Double Fertilization in Plants

Recently I’ve been researching all of the different sweet corn varieties and how to grow them. Some have to be isolated from other corn; some don’t. As I was thinking about writing on this topic, I realized that there was some information that I needed to share before addressing the issue of corn and that’s the phenomenon of double fertilization.

When plants produce pollen, the pollen lands on the pistil of the flower, the pollen tube grows down to the female gamete and the female flowers are fertilized.  However in most plants there’s an additional step called double fertilization.

I need to begin this post by saying that what I’ll be writing about is what generally happens in seed bearing plants. Since this is botany, there’s sure to be an exception to everything that I write!

When pollen develops in the anther of a flower, diploid cells undergoes meiosis to become haploid cells. As one of these haploid cells (called a microspore) develops into a pollen grain, the cell divided once by mitosis to create two haploid cells. When the pollen lands of the pistil of a plant, one cell in the pollen becomes the pollen tube that grows down the pistil of the flower. The other cell divides to form two sperm that travel down the pollen tube.

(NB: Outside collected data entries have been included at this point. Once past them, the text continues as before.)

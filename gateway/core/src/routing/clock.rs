//! Time Source
//!
//! Breakers and health stats never call `Instant::now()` directly. They read
//! time through a [`Clock`] so that timeouts and rolling windows can be driven
//! deterministically in tests and simulations.

use std::sync::Arc;
use std::time::{Duration, Instant};

use chrono::{DateTime, Utc};
use parking_lot::Mutex;

/// Source of monotonic and wall-clock time
pub trait Clock: Send + Sync {
    /// Monotonic instant used for timeouts and windows
    fn now(&self) -> Instant;

    /// Wall-clock time used for reporting (`opened_at`)
    fn wall(&self) -> DateTime<Utc>;
}

/// Shared clock handle
pub type SharedClock = Arc<dyn Clock>;

/// Real time
#[derive(Clone, Copy, Debug, Default)]
pub struct SystemClock;

impl Clock for SystemClock {
    fn now(&self) -> Instant {
        Instant::now()
    }

    fn wall(&self) -> DateTime<Utc> {
        Utc::now()
    }
}

/// Create the default shared clock
#[must_use]
pub fn system_clock() -> SharedClock {
    Arc::new(SystemClock)
}

/// Manually advanced clock
///
/// Starts at the instant it was created and only moves when
/// [`ManualClock::advance`] is called.
#[derive(Debug)]
pub struct ManualClock {
    base_instant: Instant,
    base_wall: DateTime<Utc>,
    offset: Mutex<Duration>,
}

impl ManualClock {
    /// Create a clock frozen at the current time
    #[must_use]
    pub fn new() -> Self {
        Self {
            base_instant: Instant::now(),
            base_wall: Utc::now(),
            offset: Mutex::new(Duration::ZERO),
        }
    }

    /// Create a shared handle, returning both the concrete clock and the trait object
    #[must_use]
    pub fn shared() -> (Arc<Self>, SharedClock) {
        let clock = Arc::new(Self::new());
        let shared: SharedClock = clock.clone();
        (clock, shared)
    }

    /// Move time forward
    pub fn advance(&self, by: Duration) {
        *self.offset.lock() += by;
    }

    /// Total time advanced since creation
    #[must_use]
    pub fn elapsed(&self) -> Duration {
        *self.offset.lock()
    }
}

impl Default for ManualClock {
    fn default() -> Self {
        Self::new()
    }
}

impl Clock for ManualClock {
    fn now(&self) -> Instant {
        self.base_instant + *self.offset.lock()
    }

    fn wall(&self) -> DateTime<Utc> {
        let offset = chrono::Duration::from_std(*self.offset.lock()).unwrap_or_default();
        self.base_wall + offset
    }
}

#[cfg(test)]
mod tests {
    use super::*;

    #[test]
    fn test_manual_clock_advances() {
        let clock = ManualClock::new();
        let start = clock.now();
        let wall_start = clock.wall();

        clock.advance(Duration::from_secs(30));

        assert_eq!(clock.now() - start, Duration::from_secs(30));
        assert_eq!((clock.wall() - wall_start).num_seconds(), 30);
        assert_eq!(clock.elapsed(), Duration::from_secs(30));
    }

    #[test]
    fn test_manual_clock_frozen_without_advance() {
        let clock = ManualClock::new();
        assert_eq!(clock.now(), clock.now());
    }
}
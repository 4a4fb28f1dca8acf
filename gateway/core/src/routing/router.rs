//! Provider Router
//!
//! Composition object over the registry, breaker bank and selector. Built
//! explicitly by the application's composition root and shared behind an
//! `Arc`; there is no global instance.

use std::collections::BTreeMap;
use std::future::Future;
use std::sync::Arc;

use tokio_util::sync::CancellationToken;

use super::breaker::{BreakerConfig, BreakerSnapshot, CircuitBreakerBank};
use super::clock::{system_clock, SharedClock};
use super::error::RoutingError;
use super::failover::FailoverResult;
use super::metrics::RouterMetrics;
use super::registry::{LogicalModel, ModelRegistry};
use super::selector::{PlanRequest, ProviderAttempt, ProviderSelector, SelectorConfig};

/// Routing engine entry point
#[derive(Debug)]
pub struct ProviderRouter {
    selector: ProviderSelector,
    max_retries: usize,
}

impl ProviderRouter {
    /// Create an empty router with default thresholds
    pub fn new() -> Self {
        Self::builder().build()
    }

    pub fn builder() -> ProviderRouterBuilder {
        ProviderRouterBuilder::default()
    }

    // ------------------------------------------------------------------------
    // Catalog
    // ------------------------------------------------------------------------

    /// Upsert logical models (catalog-sync entry point)
    pub fn register(&self, models: impl IntoIterator<Item = LogicalModel>) {
        self.registry().register(models);
    }

    /// Replace the catalog; see [`ModelRegistry::replace_all`]
    pub fn replace_catalog(&self, models: impl IntoIterator<Item = LogicalModel>) -> usize {
        self.registry().replace_all(models)
    }

    // ------------------------------------------------------------------------
    // Planning and execution
    // ------------------------------------------------------------------------

    /// Ordered `(provider, provider_model_id)` attempts for a model
    pub fn plan_provider_attempts(
        &self,
        model_id: &str,
        preferred_provider: Option<&str>,
    ) -> Result<Vec<ProviderAttempt>, RoutingError> {
        self.selector.plan(model_id, preferred_provider)
    }

    /// Plan with preference and capability requirements
    pub fn plan(&self, request: &PlanRequest) -> Result<Vec<ProviderAttempt>, RoutingError> {
        self.selector.plan_request(request)
    }

    /// Run failover for a model
    pub async fn execute_with_failover<T, E, F, Fut>(
        &self,
        model_id: &str,
        execute_fn: F,
        max_retries: usize,
    ) -> Result<FailoverResult<T, E>, RoutingError>
    where
        F: FnMut(&str, &str) -> Fut,
        Fut: Future<Output = Result<T, E>>,
    {
        self.selector
            .execute_with_failover(model_id, execute_fn, max_retries)
            .await
    }

    /// Run failover with the configured retry bound, honouring `cancel`
    pub async fn execute(
        &self,
        request: &PlanRequest,
        execute_fn: impl FnMut(&str, &str) -> BoxedCall,
        cancel: &CancellationToken,
    ) -> Result<FailoverResult<String, String>, RoutingError> {
        self.selector
            .execute_request_with_failover(request, execute_fn, self.max_retries, Some(cancel))
            .await
    }

    /// Retry bound used by [`execute`](Self::execute)
    pub fn max_retries(&self) -> usize {
        self.max_retries
    }

    // ------------------------------------------------------------------------
    // Breaker administration
    // ------------------------------------------------------------------------

    /// Every breaker, keyed by provider
    pub fn list_breaker_states(&self) -> BTreeMap<String, BreakerSnapshot> {
        self.breakers().snapshots()
    }

    /// One breaker; `BreakerNotFound` if the provider has no history
    pub fn get_breaker_state(&self, provider: &str) -> Result<BreakerSnapshot, RoutingError> {
        self.breakers()
            .snapshot(provider)
            .ok_or_else(|| RoutingError::BreakerNotFound(provider.to_string()))
    }

    pub fn reset_breaker(&self, provider: &str) {
        tracing::info!(provider, "Breaker reset requested");
        self.breakers().reset(provider);
    }

    pub fn reset_all_breakers(&self) {
        tracing::info!(count = self.breakers().provider_count(), "Reset of all breakers requested");
        self.breakers().reset_all();
    }

    // ------------------------------------------------------------------------
    // Accessors
    // ------------------------------------------------------------------------

    /// Prometheus text export
    pub fn metrics_text(&self) -> String {
        self.metrics().to_prometheus()
    }

    pub fn metrics(&self) -> &Arc<RouterMetrics> {
        self.selector.metrics()
    }

    pub fn registry(&self) -> &Arc<ModelRegistry> {
        self.selector.registry()
    }

    pub fn breakers(&self) -> &Arc<CircuitBreakerBank> {
        self.selector.breakers()
    }

    pub fn selector(&self) -> &ProviderSelector {
        &self.selector
    }
}

impl Default for ProviderRouter {
    fn default() -> Self {
        Self::new()
    }
}

/// Boxed provider call with string response and error, as used by [`ProviderRouter::execute`]
pub type BoxedCall = futures::future::BoxFuture<'static, Result<String, String>>;

// ============================================================================
// Builder
// ============================================================================

/// Builder for [`ProviderRouter`]
pub struct ProviderRouterBuilder {
    breaker: BreakerConfig,
    overrides: Vec<(String, BreakerConfig)>,
    selector: SelectorConfig,
    max_retries: usize,
    clock: SharedClock,
    registry: Option<Arc<ModelRegistry>>,
}

impl Default for ProviderRouterBuilder {
    fn default() -> Self {
        Self {
            breaker: BreakerConfig::default(),
            overrides: Vec::new(),
            selector: SelectorConfig::default(),
            max_retries: 3,
            clock: system_clock(),
            registry: None,
        }
    }
}

impl ProviderRouterBuilder {
    /// Default breaker thresholds
    pub fn breaker_config(mut self, config: BreakerConfig) -> Self {
        self.breaker = config;
        self
    }

    /// Thresholds for one provider
    pub fn provider_breaker_config(mut self, provider: impl Into<String>, config: BreakerConfig) -> Self {
        self.overrides.push((provider.into(), config));
        self
    }

    pub fn selector_config(mut self, config: SelectorConfig) -> Self {
        self.selector = config;
        self
    }

    pub fn max_retries(mut self, max_retries: usize) -> Self {
        self.max_retries = max_retries.max(1);
        self
    }

    pub fn clock(mut self, clock: SharedClock) -> Self {
        self.clock = clock;
        self
    }

    /// Share an existing registry
    pub fn registry(mut self, registry: Arc<ModelRegistry>) -> Self {
        self.registry = Some(registry);
        self
    }

    pub fn build(self) -> ProviderRouter {
        let breakers = Arc::new(CircuitBreakerBank::with_clock(self.breaker, self.clock));
        for (provider, config) in self.overrides {
            breakers.set_provider_config(provider, config);
        }
        let registry = self.registry.unwrap_or_else(|| Arc::new(ModelRegistry::new()));

        ProviderRouter {
            selector: ProviderSelector::new(registry, breakers, self.selector),
            max_retries: self.max_retries,
        }
    }
}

In the ovules of the flower, cells divide to form four haploid megaspores. Three of these die leaving one megaspore which divides by mitosis to form eight nuclei divided between seven cells – six cells with one haploid nucleus in them and one cell with two haploid nuclei in it. One of the cells with one nucleus becomes the egg which when fertilized by one of the sperm cells becomes the zygote. This now diploid cell multiplies and develops into the embryo. This is the first fertilization.

But there’s still one more sperm cell that was delivered by the pollen tube and it fertilizes the cell within the ovule that has two nuclei. This results in a cell that is now triploid (1N from the sperm + 2(1N nuclei from the female cell) = 3N). This triploid cell develops into the endosperm of the future seed. This is the double fertilization in plants.

Inside a Corn Kernel from Botany for Gardeners by Brian Capon

Inside a Corn Kernel
from Botany for Gardeners by Brian Capon

Endosperm is part of a seed’s energy storage system. Plants with a lot endosperm in their seeds are the grains. The majority of a wheat, corn or rice kernel is made up of the floury endosperm tissue. When these seeds germinate, the endosperm provides the energy that the plant needs to emerge from the soil and begin growing. But from a human perspective, the endosperm of these cereals provides a large part of the human diet. When you eat bread, tortillas, rice, pastries, or sweet corn, you’re eating endosperm that developed from double fertilization.

While endosperm makes up the majority of a cereal crop’s seeds, in other plants the endosperm is absorbed during the seeds development. For example, there is no endosperm in a pea or bean seed – it’s been absorbed during the development of the seed. In these cases the energy for the germinating seed is contained within structures called cotyledons. Evolutionary biologists suggest that the development of a large endosperm is a later evolutionary step and that the cereal crops are more recent developments in the evolutionary process.

What does all of this matter? First, I just think this process of double fertilization is fascinating. Also it tells us that the only part of a plant that’s affected by the pollen that fertilizes it is the embryo and the endosperm.

There are stories out there about plants cross breeding and changing the taste of the vegetable or fruit that develop around this seed. I read that if a hot pepper pollen gets on a sweet pepper blossom, the sweet pepper will be hot. Others say that a squash being pollinated by a pumpkin will change the taste of the squash. But when you know about double fertilization in a plant, you realize that the only things that can be changed by the pollination process is the embryo and the endosperm.

That means that while those myths might be out there about cross-pollinated peppers and squash, what people are reporting is biologically impossible. The fruit of a pepper grows from the cells of the plant and isn’t affected by the pollination process. All the cells in the squash you eat came from the squash vine that you planted. The only part of the plant that’s been changed by pollination is the seeds. Peas, lima beans and shell bean could be affected by cross-pollination but since they self-pollinate, it’s not a problem. No vegetables that you grow in the garden this year will be affected by cross-pollination except one – sweet corn.

In sweet corn, the plant is wind-pollinated and the seed is eaten. The bulk of that seed is endosperm so what pollinated it makes a huge difference. In the next post I want to write about the different corn varieties that are available at this time and the different kind of endosperm that’s found in them.

But for new, the simple truth of double fertilization just shows how complex and amazing plants can be. Something as seemingly simple as fertilization has an unexpected step. While there are still debates about why this happens, the fact that it does shows the amazing process of seed development. I can’t look at a kernel of corn and not be in awe of the steps necessary to create it.